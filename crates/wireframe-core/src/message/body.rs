/// A message body, already fully assembled by the time it reaches the
/// caller — whether it arrived as a fixed `Content-Length` payload or as a
/// chunked stream reassembled by [`crate::parse::chunked`], the `Reader`
/// hands back the same value here. Streaming chunked bodies are exposed
/// separately via `ChunkStream` for callers that want to avoid buffering
/// (see `parse::chunked::ChunkStream`); this type is the buffered form.
#[derive(Debug, Clone, Default, PartialEq, Eq)]
pub struct Body {
    bytes: Vec<u8>,
}

impl Body {
    pub fn empty() -> Self {
        Self { bytes: Vec::new() }
    }

    pub fn from_bytes(bytes: Vec<u8>) -> Self {
        Self { bytes }
    }

    pub fn len(&self) -> usize {
        self.bytes.len()
    }

    pub fn is_empty(&self) -> bool {
        self.bytes.is_empty()
    }

    pub fn as_slice(&self) -> &[u8] {
        &self.bytes
    }

    pub fn into_bytes(self) -> Vec<u8> {
        self.bytes
    }
}

impl From<Vec<u8>> for Body {
    fn from(bytes: Vec<u8>) -> Self {
        Self { bytes }
    }
}

impl From<&str> for Body {
    fn from(s: &str) -> Self {
        Self {
            bytes: s.as_bytes().to_vec(),
        }
    }
}

impl From<String> for Body {
    fn from(s: String) -> Self {
        Self {
            bytes: s.into_bytes(),
        }
    }
}
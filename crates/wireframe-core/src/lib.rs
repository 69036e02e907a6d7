//! `wireframe-core`: an incremental HTTP/1.1 + WebSocket wire-protocol
//! engine. Every byte-handling component in this crate — the ring buffer,
//! the head and chunked-body parsers, the reader/writer pair, the router,
//! the static-file engine and the WebSocket codec — is built to be fed a
//! handful of bytes at a time and to resume exactly where it left off,
//! because the only thing a real socket promises is that bytes arrive in
//! order, not that they arrive whole.

pub mod buffer;
pub mod client;
pub mod config;
pub mod error;
pub mod io;
pub mod message;
pub mod parse;
pub mod router;
pub mod server;
pub mod staticfile;
pub mod stream;
pub mod ws;

pub use error::WireError;
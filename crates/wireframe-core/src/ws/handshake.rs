//! Upgrade validation and `Sec-WebSocket-Accept` derivation.

use base64::engine::general_purpose::STANDARD;
use base64::Engine as _;
use rand::RngCore;
use sha1::{Digest, Sha1};

use crate::error::{codes, WireError};
use crate::message::{HeaderMap, Method, Request, Response};

const GUID: &str = "258EAFA5-E914-47DA-95CA-C5AB0DC85B11";

/// `BASE64(SHA1(key || GUID))`, per RFC 6455 §1.3.
pub fn derive_accept_key(client_key: &str) -> String {
    let mut hasher = Sha1::new();
    hasher.update(client_key.as_bytes());
    hasher.update(GUID.as_bytes());
    STANDARD.encode(hasher.finalize())
}

/// Validate an inbound upgrade request: method GET, `Connection` contains
/// `Upgrade`, `Upgrade` equals `websocket`, `Sec-WebSocket-Version` equals
/// 13, `Sec-WebSocket-Key` present and non-empty. Returns the client's key
/// on success.
pub fn validate_upgrade_request(req: &Request) -> Result<&str, WireError> {
    if req.method != Method::Get {
        return Err(upgrade_failed("upgrade request must use GET"));
    }
    if !req.headers.contains_token("Connection", "upgrade") {
        return Err(upgrade_failed("missing Connection: Upgrade"));
    }
    if !req
        .headers
        .get("Upgrade")
        .is_some_and(|v| v.eq_ignore_ascii_case("websocket"))
    {
        return Err(upgrade_failed("missing Upgrade: websocket"));
    }
    if req.headers.get("Sec-WebSocket-Version") != Some("13") {
        return Err(upgrade_failed("Sec-WebSocket-Version must be 13"));
    }
    let key = req
        .headers
        .get("Sec-WebSocket-Key")
        .filter(|k| !k.is_empty())
        .ok_or_else(|| upgrade_failed("missing Sec-WebSocket-Key"))?;
    Ok(key)
}

/// Build the 101 response for a validated upgrade, optionally echoing a
/// negotiated subprotocol.
pub fn build_upgrade_response(client_key: &str, subprotocol: Option<&str>) -> Response {
    let mut resp = Response::new(101)
        .with_header("Upgrade", "websocket")
        .with_header("Connection", "Upgrade")
        .with_header("Sec-WebSocket-Accept", derive_accept_key(client_key));
    if let Some(proto) = subprotocol {
        resp = resp.with_header("Sec-WebSocket-Protocol", proto.to_string());
    }
    resp
}

/// Generate a fresh random 16-byte key, base64-encoded, for a client
/// upgrade request.
pub fn generate_client_key() -> String {
    let mut bytes = [0u8; 16];
    rand::thread_rng().fill_bytes(&mut bytes);
    STANDARD.encode(bytes)
}

/// Build the client-side upgrade request for `path` against `host`.
pub fn build_upgrade_request(host: &str, path: &str, key: &str) -> Request {
    let mut headers = HeaderMap::new();
    headers.insert("Host", host.to_string());
    headers.insert("Connection", "Upgrade");
    headers.insert("Upgrade", "websocket");
    headers.insert("Sec-WebSocket-Version", "13");
    headers.insert("Sec-WebSocket-Key", key.to_string());
    Request::new(
        Method::Get,
        path.to_string(),
        crate::message::Version::Http11,
        headers,
    )
}

/// Verify a server's 101 response against the key this client sent.
/// Mismatch is a fatal protocol error.
pub fn verify_accept_response(sent_key: &str, response: &Response) -> Result<(), WireError> {
    if response.status.0 != 101 {
        return Err(upgrade_failed("server did not return 101"));
    }
    let expected = derive_accept_key(sent_key);
    let actual = response
        .headers
        .get("Sec-WebSocket-Accept")
        .ok_or_else(|| upgrade_failed("missing Sec-WebSocket-Accept"))?;
    if actual != expected {
        return Err(upgrade_failed("Sec-WebSocket-Accept mismatch"));
    }
    Ok(())
}

fn upgrade_failed(msg: &'static str) -> WireError {
    WireError::new(codes::WS_UPGRADE_FAILED, msg)
}

#[cfg(test)]
mod tests {
    use super::*;

    #[test]
    fn accept_key_matches_rfc_example() {
        assert_eq!(
            derive_accept_key("dGhlIHNhbXBsZSBub25jZQ=="),
            "s3pPLMBiTxaQ9kYGzzhZRbK+xOo="
        );
    }

    #[test]
    fn validates_a_well_formed_upgrade_request() {
        let mut headers = HeaderMap::new();
        headers.insert("Connection", "Upgrade");
        headers.insert("Upgrade", "websocket");
        headers.insert("Sec-WebSocket-Version", "13");
        headers.insert("Sec-WebSocket-Key", "dGhlIHNhbXBsZSBub25jZQ==");
        let req = Request::new(
            Method::Get,
            "/ws".to_string(),
            crate::message::Version::Http11,
            headers,
        );
        assert_eq!(
            validate_upgrade_request(&req).unwrap(),
            "dGhlIHNhbXBsZSBub25jZQ=="
        );
    }

    #[test]
    fn rejects_missing_version() {
        let mut headers = HeaderMap::new();
        headers.insert("Connection", "Upgrade");
        headers.insert("Upgrade", "websocket");
        headers.insert("Sec-WebSocket-Key", "key");
        let req = Request::new(
            Method::Get,
            "/ws".to_string(),
            crate::message::Version::Http11,
            headers,
        );
        assert_eq!(
            validate_upgrade_request(&req).unwrap_err().code(),
            codes::WS_UPGRADE_FAILED
        );
    }

    #[test]
    fn client_roundtrip_verifies() {
        let key = "dGhlIHNhbXBsZSBub25jZQ==";
        let resp = build_upgrade_response(key, None);
        verify_accept_response(key, &resp).unwrap();
    }
}
use std::collections::HashMap;

use super::body::Body;
use super::header::HeaderMap;
use super::types::{Method, Version};

/// A parsed request head plus whatever body the reader assembled. Route
/// parameters start empty and are filled in by the router between match
/// and dispatch.
#[derive(Debug, Clone)]
pub struct Request {
    pub method: Method,
    pub target: String,
    pub version: Version,
    pub headers: HeaderMap,
    pub body: Body,
    params: HashMap<String, String>,
}

impl Request {
    pub fn new(method: Method, target: String, version: Version, headers: HeaderMap) -> Self {
        Self {
            method,
            target,
            version,
            headers,
            body: Body::empty(),
            params: HashMap::new(),
        }
    }

    pub fn with_body(mut self, body: Body) -> Self {
        self.body = body;
        self
    }

    /// Request-target path, with the query string (if any) stripped off.
    pub fn path(&self) -> &str {
        match self.target.find('?') {
            Some(idx) => &self.target[..idx],
            None => &self.target,
        }
    }

    /// Raw query string, without the leading `?`.
    pub fn query(&self) -> Option<&str> {
        self.target.find('?').map(|idx| &self.target[idx + 1..])
    }

    pub(crate) fn set_params(&mut self, params: HashMap<String, String>) {
        self.params = params;
    }

    pub fn param(&self, name: &str) -> Option<&str> {
        self.params.get(name).map(String::as_str)
    }

    pub fn params(&self) -> &HashMap<String, String> {
        &self.params
    }

    /// Whether the peer wants the connection kept alive after this request.
    pub fn wants_keep_alive(&self) -> bool {
        if self.headers.contains_token("Connection", "close") {
            return false;
        }
        if self.headers.contains_token("Connection", "keep-alive") {
            return true;
        }
        self.version.default_keep_alive()
    }

    /// Percent-decoded path. Kept separate from [`Request::path`] because
    /// decoding before splitting on `/` would let an encoded `%2F`
    /// masquerade as a path separator — the router matches on the raw,
    /// still-encoded path.
    pub fn decoded_path(&self) -> String {
        crate::parse::uri::decode_uri_component(self.path(), false)
    }

    /// Query string parsed into decoded `(key, value)` pairs, with `+`
    /// decoded as space.
    pub fn query_pairs(&self) -> Vec<(String, String)> {
        let Some(query) = self.query() else {
            return Vec::new();
        };
        query
            .split('&')
            .filter(|pair| !pair.is_empty())
            .map(|pair| match pair.split_once('=') {
                Some((k, v)) => (
                    crate::parse::uri::decode_uri_component(k, true),
                    crate::parse::uri::decode_uri_component(v, true),
                ),
                None => (crate::parse::uri::decode_uri_component(pair, true), String::new()),
            })
            .collect()
    }

    pub fn is_websocket_upgrade(&self) -> bool {
        self.headers.contains_token("Connection", "upgrade")
            && self
                .headers
                .get("Upgrade")
                .is_some_and(|v| v.eq_ignore_ascii_case("websocket"))
    }
}
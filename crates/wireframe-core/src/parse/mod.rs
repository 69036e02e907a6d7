//! Incremental, byte-fed state machines. Nothing in this module ever
//! assumes a contiguous buffer or a single `feed`/`decode` call: every
//! parser here is safe to suspend and resume across arbitrary
//! byte-boundary fragmentation, including a `RingBuffer` wrap.

pub mod chunked;
pub mod head;
pub mod uri;

pub use chunked::ChunkedDecoder;
pub use head::{HeadKind, HeadParser, HeadProgress};
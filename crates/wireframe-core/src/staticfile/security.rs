use std::path::{Path, PathBuf};

use crate::config::StaticFileConfig;
use crate::error::{codes, WireError};

/// Resolve `request_path` (already stripped of its mount prefix) against
/// `base`, rejecting path traversal, deny-listed segments, hidden files
/// (when configured), and symlinks whose target escapes `base`.
pub async fn resolve_path(
    base: &Path,
    request_path: &str,
    config: &StaticFileConfig,
) -> Result<PathBuf, WireError> {
    let mut candidate = base.to_path_buf();
    for segment in request_path.split('/') {
        if segment.is_empty() || segment == "." {
            continue;
        }
        if segment == ".." {
            return Err(forbidden("path traversal rejected"));
        }
        check_deny_list(segment, config)?;
        if config.block_hidden_files && segment.starts_with('.') {
            return Err(forbidden("dotfile access blocked"));
        }
        candidate.push(segment);
    }

    let canonical_base = tokio::fs::canonicalize(base)
        .await
        .map_err(|e| not_found_or(e, "mount base directory missing"))?;
    let canonical_candidate = tokio::fs::canonicalize(&candidate)
        .await
        .map_err(|e| not_found_or(e, "requested file missing"))?;

    // `canonicalize` already resolves symlinks, so this one check covers
    // both a direct traversal attempt and a symlink pointing outside base.
    if !canonical_candidate.starts_with(&canonical_base) {
        return Err(forbidden("resolved path escapes mount base"));
    }
    Ok(canonical_candidate)
}

fn check_deny_list(segment: &str, config: &StaticFileConfig) -> Result<(), WireError> {
    if config.deny_list.contains(segment) {
        return Err(forbidden("path segment is deny-listed"));
    }
    if let Some(ext) = Path::new(segment).extension().and_then(|e| e.to_str()) {
        if config.deny_list.contains(&format!(".{ext}")) {
            return Err(forbidden("file extension is deny-listed"));
        }
    }
    Ok(())
}

fn forbidden(msg: &'static str) -> WireError {
    WireError::new(codes::FORBIDDEN, msg)
}

fn not_found_or(err: std::io::Error, msg: &'static str) -> WireError {
    if err.kind() == std::io::ErrorKind::NotFound {
        WireError::new(codes::NOT_FOUND, msg)
    } else {
        WireError::from(err)
    }
}

#[cfg(test)]
mod tests {
    use super::*;
    use crate::config::StaticFileConfig;

    fn block_on<F: std::future::Future>(f: F) -> F::Output {
        tokio::runtime::Builder::new_current_thread()
            .enable_all()
            .build()
            .unwrap()
            .block_on(f)
    }

    #[test]
    fn rejects_dotdot_traversal() {
        block_on(async {
            let dir = std::env::temp_dir().join("wireframe-sec-test");
            let _ = std::fs::create_dir_all(&dir);
            let config = StaticFileConfig::default();
            let err = resolve_path(&dir, "../etc/passwd", &config).await.unwrap_err();
            assert_eq!(err.code(), codes::FORBIDDEN);
        });
    }

    #[test]
    fn rejects_denied_segment() {
        block_on(async {
            let dir = std::env::temp_dir().join("wireframe-sec-test2");
            let _ = std::fs::create_dir_all(dir.join(".git"));
            let config = StaticFileConfig::default();
            let err = resolve_path(&dir, ".git/config", &config).await.unwrap_err();
            assert_eq!(err.code(), codes::FORBIDDEN);
        });
    }
}
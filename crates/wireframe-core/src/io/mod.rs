//! Incremental, retry-driven I/O wrappers. Both halves obey the same
//! discipline as the parsers in [`crate::parse`]: a call does at most one
//! unit of socket I/O and tells the caller whether to call again.

mod reader;
mod writer;

pub use reader::{ReadOutcome, Reader, DEFAULT_HEADER_LIMIT};
pub use writer::Writer;
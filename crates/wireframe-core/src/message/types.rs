use std::fmt;
use std::str::FromStr;

/// HTTP methods this engine recognizes. `Other` keeps the parser permissive
/// for extension methods without growing the enum.
#[derive(Debug, Clone, PartialEq, Eq, Hash)]
pub enum Method {
    Get,
    Post,
    Put,
    Delete,
    Head,
    Options,
    Patch,
    Trace,
    Connect,
    Other(String),
}

impl Method {
    pub fn as_str(&self) -> &str {
        match self {
            Method::Get => "GET",
            Method::Post => "POST",
            Method::Put => "PUT",
            Method::Delete => "DELETE",
            Method::Head => "HEAD",
            Method::Options => "OPTIONS",
            Method::Patch => "PATCH",
            Method::Trace => "TRACE",
            Method::Connect => "CONNECT",
            Method::Other(s) => s.as_str(),
        }
    }
}

impl FromStr for Method {
    type Err = std::convert::Infallible;

    fn from_str(s: &str) -> Result<Self, Self::Err> {
        Ok(match s {
            "GET" => Method::Get,
            "POST" => Method::Post,
            "PUT" => Method::Put,
            "DELETE" => Method::Delete,
            "HEAD" => Method::Head,
            "OPTIONS" => Method::Options,
            "PATCH" => Method::Patch,
            "TRACE" => Method::Trace,
            "CONNECT" => Method::Connect,
            other => Method::Other(other.to_string()),
        })
    }
}

impl fmt::Display for Method {
    fn fmt(&self, f: &mut fmt::Formatter<'_>) -> fmt::Result {
        f.write_str(self.as_str())
    }
}

/// The two HTTP versions this engine parses and emits.
#[derive(Debug, Clone, Copy, PartialEq, Eq)]
pub enum Version {
    Http10,
    Http11,
}

impl Version {
    pub fn as_str(&self) -> &'static str {
        match self {
            Version::Http10 => "HTTP/1.0",
            Version::Http11 => "HTTP/1.1",
        }
    }

    /// HTTP/1.1 defaults to keep-alive unless `Connection: close`;
    /// HTTP/1.0 defaults to close unless `Connection: keep-alive`.
    pub fn default_keep_alive(&self) -> bool {
        matches!(self, Version::Http11)
    }
}

/// A 3-digit status code paired with its canonical reason phrase for a
/// common subset of codes. Parsing tolerates a missing or unknown reason;
/// emission always writes the canonical phrase for known codes and falls
/// back to a generic one otherwise.
#[derive(Debug, Clone, Copy, PartialEq, Eq)]
pub struct StatusCode(pub u16);

impl StatusCode {
    pub fn reason(&self) -> &'static str {
        match self.0 {
            200 => "OK",
            201 => "Created",
            204 => "No Content",
            206 => "Partial Content",
            301 => "Moved Permanently",
            302 => "Found",
            304 => "Not Modified",
            400 => "Bad Request",
            401 => "Unauthorized",
            403 => "Forbidden",
            404 => "Not Found",
            405 => "Method Not Allowed",
            408 => "Request Timeout",
            411 => "Length Required",
            413 => "Payload Too Large",
            414 => "URI Too Long",
            415 => "Unsupported Media Type",
            416 => "Range Not Satisfiable",
            426 => "Upgrade Required",
            431 => "Request Header Fields Too Large",
            500 => "Internal Server Error",
            501 => "Not Implemented",
            505 => "HTTP Version Not Supported",
            101 => "Switching Protocols",
            _ => "Unknown Status",
        }
    }
}
use std::sync::Arc;
use std::time::Duration;

use tokio::io::AsyncWriteExt;

use wireframe_core::client::ComposedAwaitable;
use wireframe_core::config::{ServerConfig, StaticFileConfig};
use wireframe_core::io::{ReadOutcome, Reader};
use wireframe_core::message::{encode_request, HeaderMap, Method, Request, Response, Version};
use wireframe_core::router::Router;
use wireframe_core::server::serve_connection;
use wireframe_core::ws::{self, CloseCode, Role, WsEvent, WsReader, WsWriter};

async fn echo_path_handler(req: Request) -> Result<Response, wireframe_core::error::WireError> {
    Ok(Response::new(200).with_body(req.path().as_bytes().to_vec()))
}

#[tokio::test]
async fn client_get_against_a_registered_route() {
    let mut router = Router::new();
    router.add(&[Method::Get], "/ping", echo_path_handler).unwrap();
    let router = Arc::new(router);
    let config = Arc::new(ServerConfig::default().with_port(1).build().unwrap());

    let (server_side, client_side) = tokio::io::duplex(64 * 1024);
    tokio::spawn(serve_connection(server_side, router, config, None));

    let mut client = ComposedAwaitable::new(client_side);
    let resp = client.get("example.test", "/ping").await.unwrap();
    assert_eq!(resp.status.0, 200);
    assert_eq!(resp.body.as_slice(), b"/ping");
}

#[tokio::test]
async fn client_get_times_out_when_server_never_responds() {
    // Nothing is listening on the server half, so the request is sent but
    // no response ever arrives.
    let (_server_side, client_side) = tokio::io::duplex(64 * 1024);
    let mut client = ComposedAwaitable::new(client_side);
    let result = client
        .get_with_timeout("example.test", "/slow", Duration::from_millis(50))
        .await;
    assert_eq!(
        result.unwrap_err().code(),
        wireframe_core::error::codes::TIMEOUT
    );
}

#[tokio::test]
async fn static_file_serving_with_etag_and_conditional_get() {
    let dir = tempdir("etag");
    std::fs::write(dir.join("hello.txt"), b"hello world").unwrap();

    let mut router = Router::new();
    router.mount("/static", dir.clone(), StaticFileConfig::default()).unwrap();
    let router = Arc::new(router);
    let config = Arc::new(ServerConfig::default().with_port(1).build().unwrap());

    let (server_side, client_side) = tokio::io::duplex(64 * 1024);
    tokio::spawn(serve_connection(server_side, router, config, None));

    let mut client = ComposedAwaitable::new(client_side);
    let resp = client.get("example.test", "/static/hello.txt").await.unwrap();
    assert_eq!(resp.status.0, 200);
    assert_eq!(resp.body.as_slice(), b"hello world");
    let etag = resp.headers.get("ETag").unwrap().to_string();

    let mut headers = HeaderMap::new();
    headers.insert("Host", "example.test".to_string());
    headers.insert("Connection", "keep-alive");
    headers.insert("If-None-Match", etag);
    let req = Request::new(Method::Get, "/static/hello.txt".to_string(), Version::Http11, headers);
    let resp = client.request(req).await.unwrap();
    assert_eq!(resp.status.0, 304);

    std::fs::remove_dir_all(dir).ok();
}

#[tokio::test]
async fn range_request_returns_partial_content() {
    let dir = tempdir("range");
    let body: Vec<u8> = (0..1024u32).map(|b| (b % 256) as u8).collect();
    std::fs::write(dir.join("blob.bin"), &body).unwrap();

    let mut router = Router::new();
    router.mount("/static", dir.clone(), StaticFileConfig::default()).unwrap();
    let router = Arc::new(router);
    let config = Arc::new(ServerConfig::default().with_port(1).build().unwrap());

    let (server_side, client_side) = tokio::io::duplex(64 * 1024);
    tokio::spawn(serve_connection(server_side, router, config, None));

    let mut client = ComposedAwaitable::new(client_side);
    let mut headers = HeaderMap::new();
    headers.insert("Host", "example.test".to_string());
    headers.insert("Connection", "keep-alive");
    headers.insert("Range", "bytes=0-9");
    let req = Request::new(Method::Get, "/static/blob.bin".to_string(), Version::Http11, headers);
    let resp = client.request(req).await.unwrap();
    assert_eq!(resp.status.0, 206);
    assert_eq!(resp.body.len(), 10);
    assert_eq!(resp.body.as_slice(), &body[0..10]);
    assert_eq!(resp.headers.get("Content-Range"), Some("bytes 0-9/1024"));

    std::fs::remove_dir_all(dir).ok();
}

#[tokio::test]
async fn websocket_echo_round_trip() {
    let router = Arc::new(Router::new());
    let config = Arc::new(ServerConfig::default().with_port(1).build().unwrap());

    let ws_handler = Arc::new(
        |mut reader: wireframe_core::server::BoxedWsReader, writer: wireframe_core::server::BoxedWsWriter| async move {
            loop {
                match reader.recv_event().await {
                    Ok(WsEvent::Message(msg)) => {
                        let text = String::from_utf8(msg.payload).unwrap();
                        if writer.send_text(&text).await.is_err() {
                            return;
                        }
                    }
                    Ok(_) => continue,
                    Err(_) => return,
                }
            }
        },
    );

    let (server_side, client_side) = tokio::io::duplex(64 * 1024);
    tokio::spawn(serve_connection(server_side, router, config, Some(ws_handler)));

    let (mut read_half, mut write_half) = tokio::io::split(client_side);

    let key = ws::generate_client_key();
    let req = ws::build_upgrade_request("example.test", "/chat", &key);
    write_half.write_all(&encode_request(&req)).await.unwrap();

    let mut raw_reader = Reader::new(&mut read_half);
    let resp = loop {
        match raw_reader.get_response().await.unwrap() {
            ReadOutcome::Complete(resp) => break resp,
            ReadOutcome::Pending => continue,
        }
    };
    ws::verify_accept_response(&key, &resp).unwrap();

    let ws_writer = WsWriter::new(write_half, Role::Client);
    let (mut ws_reader, ws_handle) = WsReader::new(read_half, ws_writer);

    ws_handle.send_text("hello over the wire").await.unwrap();
    match ws_reader.recv_event().await.unwrap() {
        WsEvent::Message(msg) => {
            assert_eq!(String::from_utf8(msg.payload).unwrap(), "hello over the wire");
        }
        other => panic!("unexpected event: {other:?}"),
    }
}

#[tokio::test]
async fn websocket_ping_is_auto_ponged_and_close_is_handshaked() {
    let router = Arc::new(Router::new());
    let config = Arc::new(ServerConfig::default().with_port(1).build().unwrap());

    // A handler that never sends anything itself: every control-frame
    // obligation below is satisfied by WsReader::recv_event alone.
    let ws_handler = Arc::new(
        |mut reader: wireframe_core::server::BoxedWsReader, _writer: wireframe_core::server::BoxedWsWriter| async move {
            loop {
                if reader.recv_event().await.is_err() {
                    return;
                }
            }
        },
    );

    let (server_side, client_side) = tokio::io::duplex(64 * 1024);
    tokio::spawn(serve_connection(server_side, router, config, Some(ws_handler)));

    let (mut read_half, mut write_half) = tokio::io::split(client_side);

    let key = ws::generate_client_key();
    let req = ws::build_upgrade_request("example.test", "/chat", &key);
    write_half.write_all(&encode_request(&req)).await.unwrap();

    let mut raw_reader = Reader::new(&mut read_half);
    let resp = loop {
        match raw_reader.get_response().await.unwrap() {
            ReadOutcome::Complete(resp) => break resp,
            ReadOutcome::Pending => continue,
        }
    };
    ws::verify_accept_response(&key, &resp).unwrap();

    let ws_writer = WsWriter::new(write_half, Role::Client);
    let (mut ws_reader, ws_handle) = WsReader::new(read_half, ws_writer);

    ws_handle.send_ping(b"are you there").await.unwrap();
    match ws_reader.recv_event().await.unwrap() {
        WsEvent::Pong(payload) => assert_eq!(payload, b"are you there"),
        other => panic!("unexpected event: {other:?}"),
    }

    ws_handle.send_close(CloseCode::Normal, "done").await.unwrap();
    match ws_reader.recv_event().await.unwrap() {
        WsEvent::Close { .. } => {}
        other => panic!("unexpected event: {other:?}"),
    }
}

fn tempdir(label: &str) -> std::path::PathBuf {
    let mut path = std::env::temp_dir();
    path.push(format!("wireframe-core-test-{label}-{}", std::process::id()));
    let _ = std::fs::remove_dir_all(&path);
    std::fs::create_dir_all(&path).unwrap();
    path
}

### INSTRUCTIONS FOR THE TASK
Every line of the entries that includes "enum" must be copied into the answer.

### EXERCISE OUTPUT
/// for extension methods without growing the enum.
pub enum Method {
pub enum Version {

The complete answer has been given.